Book description
'Go tell the Spartans, Passerby, That here, obedient to their laws, we
lie' Thus did the poet Simonides remember the three hundred elite
Spartan warriors who, led by their king, Leonidas, faced the vast,
inrushing Persian army at the 'hot gates' of Thermopylae and fought to
the death for an ideal dearer to them than life itself - the ideal of
freedom. Paul Cartledge's offers a compelling re-examination of this
crucial moment in history, a epic clash of civilizations that helped
shape the identity of Classical Greece and our own cultural heritage.

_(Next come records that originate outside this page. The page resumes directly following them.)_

use crate::config::Protocol;
use crate::error::BlockInterrupted;
use crate::io::{AbortHandle, ResponseSource, TriggerSink, emit};
use crate::trial::{TrialContext, TrialEngine};
use bart_core::BlockRecord;
use log::{error, info};
use rand::SeedableRng;
use rand::seq::SliceRandom;
use rand_chacha::ChaCha8Rng;

/// Seed of block `block_index`, mixed from the session seed so that blocks
/// are reproducible independently of one another.
pub fn block_seed(session_seed: u64, block_index: usize) -> u64 {
    let mut z = session_seed ^ (block_index as u64 + 1).wrapping_mul(0x9E37_79B9_7F4A_7C15);
    z = (z ^ (z >> 30)).wrapping_mul(0xBF58_476D_1CE4_E5B9);
    z = (z ^ (z >> 27)).wrapping_mul(0x94D0_49BB_1331_11EB);
    z ^ (z >> 31)
}

/// `trials` condition labels, as evenly balanced as possible, in shuffled order.
/// Leftover trials go to the earliest conditions.
pub fn condition_sequence<R: rand::Rng + ?Sized>(
    conditions: &[String],
    trials: usize,
    rng: &mut R,
) -> Vec<String> {
    if conditions.is_empty() {
        return Vec::new();
    }
    let per_condition = trials / conditions.len();
    let remainder = trials % conditions.len();
    let mut sequence = Vec::with_capacity(trials);
    for (i, condition) in conditions.iter().enumerate() {
        let count = per_condition + usize::from(i < remainder);
        sequence.extend(std::iter::repeat_n(condition.clone(), count));
    }
    sequence.shuffle(rng);
    sequence
}

/// Trial contexts of one block, ready to run.
#[derive(Debug, Clone, PartialEq)]
pub struct BlockPlan {
    pub block_index: usize,
    pub seed: u64,
    pub contexts: Vec<TrialContext>,
}

impl BlockPlan {
    /// Orders conditions and draws every explosion point from one block RNG.
    /// Identical `(protocol, block_index)` always yields an identical plan.
    pub fn generate(protocol: &Protocol, block_index: usize, first_trial_id: u32) -> Self {
        let settings = protocol.settings();
        let seed = block_seed(settings.seed, block_index);
        let mut rng = ChaCha8Rng::seed_from_u64(seed);

        let sequence = condition_sequence(&settings.conditions, settings.trials_per_block, &mut rng);
        let contexts = sequence
            .iter()
            .filter_map(|name| protocol.conditions().get(name))
            .zip(first_trial_id..)
            .map(|(spec, trial_id)| {
                TrialContext::draw(trial_id, block_index, spec, settings, &mut rng)
            })
            .collect();

        Self {
            block_index,
            seed,
            contexts,
        }
    }
}

/// Runs the trials of a block one after another.
pub struct BlockEngine<'a, R: ResponseSource, S: TriggerSink> {
    source: &'a mut R,
    triggers: &'a mut S,
    abort: &'a AbortHandle,
}

impl<'a, R: ResponseSource, S: TriggerSink> BlockEngine<'a, R, S> {
    pub fn new(source: &'a mut R, triggers: &'a mut S, abort: &'a AbortHandle) -> Self {
        Self {
            source,
            triggers,
            abort,
        }
    }

    /// Plans block `block_index` from the protocol and runs it.
    pub fn run_block(
        &mut self,
        block_index: usize,
        protocol: &Protocol,
        first_trial_id: u32,
    ) -> Result<BlockRecord, BlockInterrupted> {
        let plan = BlockPlan::generate(protocol, block_index, first_trial_id);
        let triggers = &protocol.settings().triggers;
        self.run_plan(plan, triggers.block_onset, triggers.block_end)
    }

    /// Runs a prepared plan. Any interruption stops the block at once and hands
    /// back the trials completed so far.
    pub fn run_plan(
        &mut self,
        plan: BlockPlan,
        onset_marker: Option<u8>,
        end_marker: Option<u8>,
    ) -> Result<BlockRecord, BlockInterrupted> {
        info!(
            "block {} onset: {} trials, seed {:#018x}",
            plan.block_index,
            plan.contexts.len(),
            plan.seed
        );
        let mut record = BlockRecord::new(plan.block_index, plan.seed);
        emit(&mut *self.triggers, onset_marker, "block onset");

        for ctx in &plan.contexts {
            let result =
                TrialEngine::new(&mut *self.source, &mut *self.triggers, self.abort).run_trial(ctx);
            match result {
                Ok(trial) => record.push(trial),
                Err(cause) => {
                    error!(
                        "block {} stopped at trial {}: {cause}",
                        plan.block_index, ctx.trial_id()
                    );
                    return Err(BlockInterrupted {
                        partial: record,
                        cause,
                    });
                }
            }
        }

        emit(&mut *self.triggers, end_marker, "block end");
        info!(
            "block {} end: score {}",
            record.block_index, record.block_score
        );
        Ok(record.seal())
    }
}

#[cfg(test)]
mod tests {
    use super::*;
    use crate::config::TaskSettings;
    use std::collections::HashMap;

    fn names(list: &[&str]) -> Vec<String> {
        list.iter().map(|s| s.to_string()).collect()
    }

    #[test]
    fn sequence_is_balanced_with_remainder_up_front() {
        let mut rng = ChaCha8Rng::seed_from_u64(1);
        let seq = condition_sequence(&names(&["a", "b", "c"]), 8, &mut rng);
        let mut counts: HashMap<&str, usize> = HashMap::new();
        for c in &seq {
            *counts.entry(c.as_str()).or_default() += 1;
        }
        assert_eq!(seq.len(), 8);
        assert_eq!(counts["a"], 3);
        assert_eq!(counts["b"], 3);
        assert_eq!(counts["c"], 2);
    }

    #[test]
    fn sequence_of_nothing() {
        let mut rng = ChaCha8Rng::seed_from_u64(1);
        assert!(condition_sequence(&[], 5, &mut rng).is_empty());
    }

    #[test]
    fn block_seeds_differ_per_block_and_session() {
        assert_ne!(block_seed(1, 0), block_seed(1, 1));
        assert_ne!(block_seed(1, 0), block_seed(2, 0));
        assert_eq!(block_seed(9, 3), block_seed(9, 3));
    }

    #[test]
    fn plans_are_reproducible() {
        let protocol = TaskSettings::default().into_protocol().unwrap();
        let a = BlockPlan::generate(&protocol, 1, 30);
        let b = BlockPlan::generate(&protocol, 1, 30);
        assert_eq!(a, b);
        assert_eq!(a.contexts.len(), 30);
        assert_eq!(a.contexts[0].trial_id(), 30);
        assert_eq!(a.contexts[29].trial_id(), 59);

        let other = BlockPlan::generate(&protocol, 2, 30);
        let points = |p: &BlockPlan| p.contexts.iter().map(|c| c.explosion_point()).collect::<Vec<_>>();
        assert_ne!(points(&a), points(&other));
    }

    #[test]
    fn explosion_points_stay_in_range() {
        let protocol = TaskSettings::default().into_protocol().unwrap();
        for block in 0..5 {
            for ctx in BlockPlan::generate(&protocol, block, 0).contexts {
                assert!(ctx.explosion_point() >= 1);
                assert!(ctx.explosion_point() <= ctx.max_pumps());
            }
        }
    }

    #[test]
    fn every_trial_slot_resolves_to_a_condition() {
        let protocol = TaskSettings::default().into_protocol().unwrap();
        let plan = BlockPlan::generate(&protocol, 0, 0);
        assert_eq!(plan.contexts.len(), protocol.settings().trials_per_block);
        let mut counts: HashMap<&str, usize> = HashMap::new();
        for ctx in &plan.contexts {
            let spec = protocol.conditions().get(ctx.condition()).unwrap();
            assert_eq!(ctx.max_pumps(), spec.max_pumps());
            assert_eq!(ctx.delta(), spec.delta());
            *counts.entry(ctx.condition()).or_default() += 1;
        }
        assert_eq!(counts["blue"], 10);
        assert_eq!(counts["yellow"], 10);
        assert_eq!(counts["orange"], 10);
    }
}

'Our greatest living expert on Sparta tells the story of that fearsome
city's finest hour. The result is a book that wonderfully demonstrates
the capacity of profound scholarship to thrill, to move and to inspire'
Tom Holland, author of Rubicon and Persian Fire 'The world's leading
authority on ancient Sparta' Noel Malcolm, Sunday Telegraph
Paul Cartledge, Professor of Greek History at the University of
Cambridge, is the author of The Spartans and Alexander the Great, both
critically acclaimed and out in Pan paperback. He has written and
edited many articles, including Spartan Reflections, and has acted as
academic consultant on The Greeks: Crucible of Civilization for the
BBC and The Spartans for Channel 4.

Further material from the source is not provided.